Indeed, a happy hooker is a rare sight here, but there is at least one crazed one: Gustav Adolf Mossa’s rather grotesque, Symbolist, and decadent “Elle” (1905). The painting depicts a young and curvaceous naked woman perched on a huge pile of suffering, tiny naked men. A kitty cat defines her pubic area. Such dark allegorical imagination, here matched only by that of the Belgian artist Félicien Rops, is just the right cautionary note on which to end this splendid but miserable show.

Installation view of 'Splendour and Misery. Pictures of Prostitution, 1850–1910' at the Musée d'Orsay (photo by Sophie Boegly, © Musée d’Orsay)

Installation view of ‘Splendour and Misery. Pictures of Prostitution, 1850–1910’ at the Musée d’Orsay (photo by Sophie Boegly, © Musée d’Orsay) (click to enlarge)

Splendours and Miseries. Images of Prostitution in France, 1850-1910 continues at the Musée d’Orsay (1 Rue de la Légion d’Honneur, 7th arrondissement, Paris) through January 17, 2016. The exhibition is next on view at Amsterdam’s Van Gogh Museum, which co-organized the show, February 19–June 19, 2016.

Joseph Nechvatal is an artist whose computer-robotic assisted paintings and computer software animations are shown regularly in galleries and museums throughout the world. In 2011 his book Immersion Into...

11 replies on “How Artists Portrayed Prostitution in 19th-Century Paris”
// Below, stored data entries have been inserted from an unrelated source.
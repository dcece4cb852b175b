//! Trade execution against the engine state.
//!
//! Fills happen at the day's close with no commission or slippage.

use chrono::NaiveDate;
use serde::Serialize;
use std::fmt;

use super::engine::EngineState;
use super::strategy::StrategyConfig;

#[derive(Debug, Clone, Copy, PartialEq, Eq, Serialize)]
#[serde(rename_all = "UPPERCASE")]
pub enum Side {
    Buy,
    Sell,
}

impl fmt::Display for Side {
    fn fmt(&self, f: &mut fmt::Formatter<'_>) -> fmt::Result {
        match self {
            Side::Buy => write!(f, "BUY"),
            Side::Sell => write!(f, "SELL"),
        }
    }
}

/// One executed trade.
#[derive(Debug, Clone, PartialEq, Serialize)]
pub struct Transaction {
    pub side: Side,
    pub date: NaiveDate,
    pub price: f64,
    pub shares: f64,
}

impl Transaction {
    /// Dollar value of the trade (price * shares).
    pub fn value(&self) -> f64 {
        self.price * self.shares
    }
}

/// Details of a buy, returned alongside the transaction.
#[derive(Debug, Clone, PartialEq)]
pub struct BuyFill {
    pub transaction: Transaction,
    pub amount: f64,
    pub level: usize,
}

/// Details of a sell, returned alongside the transaction.
#[derive(Debug, Clone, PartialEq)]
pub struct SellFill {
    pub transaction: Transaction,
    pub proceeds: f64,
    pub multiplier: f64,
    pub anchor: f64,
}

/// Buy the current ladder level at `price`.
///
/// The first buy of a cycle (level 0) re-anchors the sell ladder at `price`
/// and restarts it from its first target.
pub fn execute_buy(
    state: &mut EngineState,
    price: f64,
    date: NaiveDate,
    config: &StrategyConfig,
) -> BuyFill {
    if state.current_drop_level == 0 {
        state.anchored_sell_price = Some(price);
        state.next_sell_index = 0;
    }

    let level = state.current_drop_level;
    let amount = config.buy_amount(level);
    let shares = amount / price;

    state.holding_shares += shares;
    state.cumulative_invested += amount;
    state.current_drop_level += 1;

    BuyFill {
        transaction: Transaction {
            side: Side::Buy,
            date,
            price,
            shares,
        },
        amount,
        level,
    }
}

/// Sell `sell_fraction` of the current holdings at `price` and advance the
/// sell ladder by one target. `anchor` and `multiplier` describe the target
/// that was reached.
pub fn execute_sell(
    state: &mut EngineState,
    price: f64,
    date: NaiveDate,
    anchor: f64,
    multiplier: f64,
    config: &StrategyConfig,
) -> SellFill {
    let shares = state.holding_shares * config.sell_fraction;
    let proceeds = shares * price;

    state.holding_shares -= shares;
    state.cumulative_sold += proceeds;
    state.next_sell_index += 1;

    SellFill {
        transaction: Transaction {
            side: Side::Sell,
            date,
            price,
            shares,
        },
        proceeds,
        multiplier,
        anchor,
    }
}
  1. Why are so many people obsessed with making us sex workers- past and present- into unhappy creatures who are ‘objectified’ by ‘men’ who pay us for our time and sexual services? Are not those who clean toilets for minimum wage or less worthy of your laments and claims of sadness and despair that you and so many others insist is OUR pitiful plight? Do you think us incapable of viewing our clients as ‘money objects’ who provide us with income so we do not have to toil as domestic servants or the unsatisfying work flipping burgers? This is a job, period. It always has been. Being a nun in a monastery is also a job – providing nuns with their sustenance and shelter. Why so few (if any) paintings and sculptures of unhappy, frustrated “sisters” or “brides of Christ”? Some of us love our work, some hate it. Not unlike any other worker in any other job. Stop patronizing us with the references to unhappy hookers. I know it is politically correct, but it is nothing less than a pile of bovine excrement.
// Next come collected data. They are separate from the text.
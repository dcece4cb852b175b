//! Domain error types.

use chrono::NaiveDate;

/// Top-level error type for ladderbt.
#[derive(Debug, thiserror::Error)]
pub enum LadderError {
    #[error("row {row}: cannot parse {field} from {value:?}")]
    DataParse {
        row: usize,
        field: &'static str,
        value: String,
    },

    #[error("no price data on or before {end_date}")]
    NoData { end_date: String },

    #[error("not enough snapshots to compute statistics: have {snapshots}, need 2")]
    InsufficientData { snapshots: usize },

    #[error("no snapshot with a positive total value")]
    NoValidStart,

    #[error("no snapshot on or before {end_date}")]
    NoValidEnd { end_date: String },

    #[error("invalid statistics range {start} to {end}: {reason}")]
    InvalidRange {
        start: NaiveDate,
        end: NaiveDate,
        reason: String,
    },

    #[error("config parse error in {file}: {reason}")]
    ConfigParse { file: String, reason: String },

    #[error("missing config key [{section}] {key}")]
    ConfigMissing { section: String, key: String },

    #[error("invalid config value [{section}] {key}: {reason}")]
    ConfigInvalid {
        section: String,
        key: String,
        reason: String,
    },

    #[error("csv error in {file}: {reason}")]
    Csv { file: String, reason: String },

    #[error(transparent)]
    Io(#[from] std::io::Error),
}

impl LadderError {
    pub(crate) fn invalid(section: &str, key: &str, reason: impl Into<String>) -> Self {
        LadderError::ConfigInvalid {
            section: section.to_string(),
            key: key.to_string(),
            reason: reason.into(),
        }
    }
}

impl From<&LadderError> for std::process::ExitCode {
    fn from(err: &LadderError) -> Self {
        let code: u8 = match err {
            LadderError::Io(_) | LadderError::Csv { .. } => 1,
            LadderError::ConfigParse { .. }
            | LadderError::ConfigMissing { .. }
            | LadderError::ConfigInvalid { .. } => 2,
            LadderError::DataParse { .. } | LadderError::NoData { .. } => 5,
            LadderError::InsufficientData { .. }
            | LadderError::NoValidStart
            | LadderError::NoValidEnd { .. }
            | LadderError::InvalidRange { .. } => 6,
        };
        std::process::ExitCode::from(code)
    }
}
      1. I have seen “Olympia” at the Musee D’Orsay. She commands the room and holds your attention. No victim she. Which Degas works were shown? He created bleak monotypes of sex workers and clients; totally unglamorous. Were they included in the exhibit?

        1. You got it Elizabeth. There was Edgar Degas’s “Femmes à la terrasse d’un café le soir” (1877), “Ballet (L’Étoile)” and “Femme nue, accroupie, vue de dos” (1876) (all pastels) and the oil “L’Absinthe” (1876).

    1. Most jobs are not as romanticized, one way or the other. And the relations of all the sexes in regard to the relations of power still make people uneasy, as they should.

  2. “Unhappy” doesn’t seem to be the dominant emotion of the woman in the sculpture at the top of the article.